Step 1: Be Confident 

 

The first step is presenting yourself with confidence. Smile. Be friendly. Sit up straight. Don’t fuss with your hair or outfit. Small talk is fine, but don’t be too intrusive with other applicants (i.e. what were your test scores, where else have you gotten in, etc- how annoying). Avoid being overly talkative if that’s not you. If you don’t want to talk to anyone because you’re nervous, just smile and nod! It can be obvious when you’re trying too hard. Just be YOU.

Remember that overall, your interviewers are looking for candidates with whom they would enjoy spending long work hours, so your personality needs to mesh with the other students/residents first and foremost.

 

Step 2: Learn about where you are interviewing 

 

When you walk in those doors, for each interview, know your shit. Take the time to do the research on each school/program, before you get there. When it’s go-time, you should know all about the program. There will always be a discussion about the program statistics- curriculum, extracurriculars, etc. But you should know some of this already, AND you should have questions prepared. I once had an interviewer ask me for a good 20 minutes if I had any other questions. It was pretty much my entire interview. So remember sometimes that you may need to take the lead, and you should be prepared for this.

 

Step 3: Rehearse, rehearse, rehearse. But DON’T memorize your answers

 

There are tons of example questions out there. Talk to your friends, look on the internet, gather as much information as you can to avoid being thrown off by a wild question. Practice in the mirror, practice with a friend or mentor. Some schools have dedicated practice interviews set up if you choose to go that route. Programs are not technically allowed to ask you about your relationship status, or if you are childbearing (or planning on becoming pregnant soon). I will say however, that sometimes basic personal stuff comes up, not as a direct question, but just in conversation. I don’t think there was a time I didn’t offer up details on my personal life, because it’s something I am passionate about (not the pregnancy plans of course). It is OK to talk about your personal life in conversation, if you feel comfortable. I’m not sure it’s kosher but I also had a lot of people ask me where else I had interviewed and how I liked the programs, so be prepared for that, just in case. I would go minimalist with your answers here. Don’t give too much information about where your first choice is, unless it’s that program, of course. Also, some programs will ask medical questions. This was rare for me, but just be aware it can happen.

 

Must-know sample interview questions: 

 

Tell me about yourself. 

Tell me something that is not listed on your CV. 

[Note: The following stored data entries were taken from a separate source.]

use std::{error::Error, fmt};

pub mod aggregate;
pub mod client;
pub mod database;
pub mod ingest;
pub mod scheduler;
pub mod source;
pub mod statistics;

#[cfg(test)]
pub(crate) mod testing;

/// Maximum number of locations a single user may track.
pub const LOCATION_LIMIT: usize = 20;

#[derive(Debug)]
pub enum RequestError {
    /// The referenced location does not exist.
    NotFound,
    /// The referenced location exists but belongs to another user. Nothing
    /// beyond "forbidden" may be disclosed about it.
    Forbidden,
    /// The user already tracks the maximum number of locations.
    LimitReached(usize),
    /// The upstream price API call failed; the next scheduled tick is the
    /// retry, so this is fatal for the current run.
    Upstream(Box<dyn Error + Send + Sync>),
    /// The upstream API returned station entries, but none carried usable
    /// price data.
    DataIntegrity(String),
    Other(Box<dyn Error + Send + Sync>),
}

impl RequestError {
    pub fn other<T: Error + Send + Sync + 'static>(why: T) -> Self {
        Self::Other(Box::new(why))
    }
}

impl fmt::Display for RequestError {
    fn fmt(&self, f: &mut fmt::Formatter) -> fmt::Result {
        match self {
            Self::NotFound => write!(f, "The requested item does not exist."),
            Self::Forbidden => write!(f, "forbidden"),
            Self::LimitReached(limit) => {
                write!(f, "Location limit reached ({limit}).")
            }
            Self::Upstream(why) => write!(f, "Upstream API call failed: {why}"),
            Self::DataIntegrity(detail) => {
                write!(f, "Invalid price data received: {detail}")
            }
            Self::Other(why) => write!(f, "{why}"),
        }
    }
}

impl Error for RequestError {}

impl From<database::DatabaseError> for RequestError {
    fn from(value: database::DatabaseError) -> Self {
        match value {
            database::DatabaseError::NotFound => Self::NotFound,
            database::DatabaseError::Other(why) => Self::Other(why),
        }
    }
}

pub type RequestResult<O> = Result<O, RequestError>;
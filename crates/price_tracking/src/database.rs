use std::{error, result};

use async_trait::async_trait;
use chrono::{DateTime, Local};
use model::{
    location::{Location, User},
    price::{PriceObservation, PriceStatistics},
    station::Station,
    WithId,
};
use utility::id::Id;

#[derive(Debug)]
pub enum DatabaseError {
    NotFound,
    Other(Box<dyn error::Error + Send + Sync>),
}

pub type Result<T> = result::Result<T, DatabaseError>;

#[async_trait]
pub trait LocationRepo {
    async fn get_location(
        &mut self,
        id: Id<Location>,
    ) -> Result<WithId<Location>>;

    /// All locations of all users, used to restore the ingestion schedules
    /// at startup.
    async fn get_all_locations(&mut self) -> Result<Vec<WithId<Location>>>;

    async fn get_locations_for_user(
        &mut self,
        user: Id<User>,
    ) -> Result<Vec<WithId<Location>>>;

    async fn count_locations_for_user(&mut self, user: Id<User>) -> Result<u64>;

    async fn insert_location(
        &mut self,
        location: Location,
    ) -> Result<WithId<Location>>;

    /// Deletes the location; price history cascades at storage level.
    async fn delete_location(&mut self, id: Id<Location>) -> Result<()>;
}

#[async_trait]
pub trait StationRepo {
    /// Get-or-create by the upstream id, then associate `user`. Both steps
    /// are idempotent and must be race-safe: of two concurrent ingestions
    /// discovering the same new station, the loser falls back to the
    /// existing row instead of surfacing a uniqueness violation.
    async fn resolve_station(
        &mut self,
        user: Id<User>,
        station: WithId<Station>,
    ) -> Result<WithId<Station>>;

    async fn get_stations_for_user(
        &mut self,
        user: Id<User>,
    ) -> Result<Vec<WithId<Station>>>;
}

#[async_trait]
pub trait PriceRepo {
    /// The most recent observation for the location, if any.
    async fn latest_observation(
        &mut self,
        location: Id<Location>,
    ) -> Result<Option<WithId<PriceObservation>>>;

    /// Inserts a new observation together with its station links. The
    /// timestamp is assigned at insert time by the storage layer.
    async fn insert_observation(
        &mut self,
        location: Id<Location>,
        stats: PriceStatistics,
        stations: &[Id<Station>],
    ) -> Result<WithId<PriceObservation>>;

    /// Observations for the location with `datetime >= cutoff` (all of them
    /// for `None`), ordered by ascending datetime.
    async fn observations_since(
        &mut self,
        location: Id<Location>,
        cutoff: Option<DateTime<Local>>,
    ) -> Result<Vec<WithId<PriceObservation>>>;
}

pub trait DatabaseOperations: LocationRepo + StationRepo + PriceRepo {}

#[async_trait]
pub trait DatabaseTransaction: DatabaseOperations {
    async fn commit(self) -> Result<()>;
}

pub trait DatabaseAutocommit: DatabaseOperations {}

/// Storage abstraction for the price tracking domain. Multiple concurrent
/// accesses should be possible by e.g. cloning the database object.
#[async_trait]
pub trait Database: Clone + Send + Sync + Sized {
    type Transaction: DatabaseTransaction + Send;
    type Autocommit: DatabaseAutocommit + Send;

    fn auto(&self) -> Self::Autocommit;

    async fn transaction(&self) -> Result<Self::Transaction>;
}
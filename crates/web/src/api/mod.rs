use axum::{
    response::IntoResponse,
    routing::{get, on},
    Json, Router,
};
use serde_json::json;

pub mod v1;

use crate::{
    common::{route_not_found, METHOD_FILTER_ALL},
    WebState,
};

macro_rules! resource {
    ($($arg:tt)*) => {
        format!("/api{}", format_args!($($arg)*))
    };
}
pub(crate) use resource;

pub fn routes(state: WebState) -> Router {
    Router::new()
        .route("/ping", get(ping))
        .nest_service("/v1", v1::routes(state))
        .fallback_service(on(METHOD_FILTER_ALL, route_not_found))
}

async fn ping() -> impl IntoResponse {
    Json(json!({
        "message": "pong!"
    }))
}
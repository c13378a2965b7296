use std::{env, error::Error};

use async_trait::async_trait;
use price_tracking::database::{
    Database, DatabaseAutocommit, DatabaseError, DatabaseOperations,
    DatabaseTransaction,
};
use queries::convert_error;
use sqlx::Transaction;

pub mod data_model;
pub mod queries;

pub struct DatabaseConnectionInfo {
    pub username: String,
    pub password: String,
    pub hostname: String,
    pub port: u16,
    pub database: String,
}

impl DatabaseConnectionInfo {
    pub fn from_env() -> Option<Self> {
        let username = env::var("DATABASE_USER").ok()?;
        let password = env::var("DATABASE_PASSWORD").ok()?;
        let hostname = env::var("DATABASE_HOST").ok()?;
        let port: u16 = env::var("DATABASE_PORT").ok()?.parse().ok()?;
        let database = env::var("DATABASE_NAME").ok()?;
        Some(Self {
            username,
            password,
            hostname,
            port,
            database,
        })
    }

    pub(self) fn postgres_url(self) -> String {
        format!(
            "postgres://{}:{}@{}:{}/{}",
            self.username, self.password, self.hostname, self.port, self.database
        )
    }
}

#[derive(Debug, Clone)]
pub struct PgDatabase {
    connection: sqlx::PgPool,
}

pub struct PgDatabaseTransaction<'a> {
    tx: Transaction<'a, sqlx::Postgres>,
}

#[async_trait]
impl<'a> DatabaseTransaction for PgDatabaseTransaction<'a> {
    async fn commit(self) -> price_tracking::database::Result<()> {
        self.tx.commit().await.map_err(convert_error)
    }
}

pub struct PgDatabaseAutocommit {
    pool: sqlx::PgPool,
}

impl DatabaseAutocommit for PgDatabaseAutocommit {}
impl DatabaseOperations for PgDatabaseAutocommit {}
impl<'a> DatabaseOperations for PgDatabaseTransaction<'a> {}

impl PgDatabase {
    pub async fn connect(
        database_connection_info: DatabaseConnectionInfo,
    ) -> Result<Self, Box<dyn Error>> {
        let url = database_connection_info.postgres_url();
        let pool = sqlx::postgres::PgPool::connect(&url).await?;

        sqlx::migrate!("./migrations").run(&pool).await?;

        Ok(Self { connection: pool })
    }
}

#[async_trait]
impl Database for PgDatabase {
    type Transaction = PgDatabaseTransaction<'static>;
    type Autocommit = PgDatabaseAutocommit;

    fn auto(&self) -> Self::Autocommit {
        PgDatabaseAutocommit {
            pool: self.connection.clone(),
        }
    }

    async fn transaction(
        &self,
    ) -> price_tracking::database::Result<Self::Transaction> {
        let tx: Transaction<'_, sqlx::Postgres> =
            self.connection.begin().await.map_err(convert_error)?;

        Ok(PgDatabaseTransaction { tx })
    }
}

pub(crate) fn invalid_row(detail: String) -> DatabaseError {
    DatabaseError::Other(detail.into())
}
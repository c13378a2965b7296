pub use crate::common::RouteResult;

use axum::{extract::FromRef, routing::get_service, Router};
use database::PgDatabase;
use econtrol::client::EControlClient;
use price_tracking::{client::Client, scheduler::IngestScheduler};
use tokio::net::TcpListener;
use tower_http::services::{ServeDir, ServeFile};

pub mod api;
pub mod common;
pub mod hateoas;
pub mod middleware;

#[derive(Clone, FromRef)]
pub struct WebState {
    pub price_client: Client<PgDatabase>,
    pub scheduler: IngestScheduler<PgDatabase, EControlClient>,
}

pub async fn start_web_server(state: WebState) -> std::io::Result<()> {
    let routes = Router::new()
        .nest_service("/api", api::routes(state))
        .fallback_service(static_content_router());

    let listener = TcpListener::bind("0.0.0.0:8080").await?;
    axum::serve(listener, routes.into_make_service()).await?;

    Ok(())
}

fn static_content_router() -> Router {
    Router::new().nest_service(
        "/",
        get_service(
            ServeDir::new("./resources/www/")
                .not_found_service(ServeFile::new("./resources/www/error404.html")),
        ),
    )
}
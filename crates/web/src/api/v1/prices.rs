use axum::{
    extract::{OriginalUri, Path, Query, State},
    http::Method,
    routing::get,
    Router,
};
use model::price::{DateRange, HistoryPoint};
use serde::Deserialize;
use utility::id::Id;

use crate::{
    common::{
        schema_no_example, HateoasResult, RouteErrorResponse, VecResponse,
    },
    middleware::current_user::CurrentUser,
    WebState,
};

/// Routes are nested below `/locations/:id/prices`; `:id` is the location.
/// The state is provided by the nesting locations router.
pub(crate) fn routes() -> Router<WebState> {
    Router::new()
        .route("/schema", get(schema_no_example::<HistoryPoint>))
        .route("/", get(history))
        .route("/hour", get(by_hour))
        .route("/day-of-week", get(by_day_of_week))
        .route("/day-of-month", get(by_day_of_month))
        .route("/station-frequency", get(station_frequency))
}

#[derive(Deserialize)]
struct PricesQuery {
    date_range: Option<String>,
}

impl PricesQuery {
    /// An absent or unrecognized value means the whole history.
    fn range(&self) -> Option<DateRange> {
        self.date_range.as_deref().and_then(DateRange::parse)
    }
}

macro_rules! aggregation_route {
    ($name:ident, $method:ident, $dto:ty) => {
        async fn $name(
            OriginalUri(original_uri): OriginalUri,
            Path(location): Path<i64>,
            State(WebState { price_client, .. }): State<WebState>,
            user: CurrentUser,
            Query(params): Query<PricesQuery>,
        ) -> HateoasResult<VecResponse<$dto>> {
            price_client
                .$method(user.0, Id::new(location), params.range())
                .await
                .map(|data| VecResponse::non_paginated(data).hateoas().json())
                .map_err(|why| {
                    RouteErrorResponse::from(why)
                        .with_method(&Method::GET)
                        .with_uri(original_uri.path())
                })
        }
    };
}

aggregation_route!(history, price_history, model::price::HistoryPoint);
aggregation_route!(by_hour, price_by_hour, model::price::HourlyAverage);
aggregation_route!(
    by_day_of_week,
    price_by_day_of_week,
    model::price::WeekdayAverage
);
aggregation_route!(
    by_day_of_month,
    price_by_day_of_month,
    model::price::MonthDayAverage
);
aggregation_route!(
    station_frequency,
    price_station_frequency,
    model::price::StationFrequency
);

Why do you want to be a doctor?

What is your greatest weakness? 

What is your greatest strength? 

Describe yourself in 3 words. 

How would your friends describe you? 

How do you want to be remembered? 

What are your hobbies? 

What was your proudest moment in life? 

Is there a time in life where you experienced conflict with another individual? What did you do to overcome this? 

Who is your hero or mentor? 

Why our program? What specifically made you want to interview here? 

Why do you want to be a doctor/resident in specialty of your choice? 

Describe a difficult case you had, what could you have done better? 

What would you say to a coworker that you believe is cutting corners? 

How do you deal with a colleague or patient that does not respect you? 

If you could choose another career in life, what would you choose? 

What will you bring to this program?

How would you deal with someone yelling at you? 

What don’t you like about medicine? 

What was the last book you read?

If you could be any appliance, which appliance would you be? 

If you experienced a fire and could only save three belongings, what would they be? 

Do you have any questions? 

Tell me a joke. 

 

The key here, you guys, is to not cave under pressure. Interviews are awkward for even the smoothest candidates. Just take a deep breath and answer these questions honestly. I thought about all of these questions in depth before my interviews, and decided on a talking point, but I never arranged my answers prior to the date. I wanted to come across as authentic and well spoken, without being scripted or your typical memorizer (hello, that’s what we are all best at).

 

Trust me… this gets so much easier over time. You’ll be in training long enough to have a few interviews under your belt! By the time you get to your oral boards exam (if you have one), like me in the photo below, you’ll be all smiles and an expert at those awkward situations and feelings!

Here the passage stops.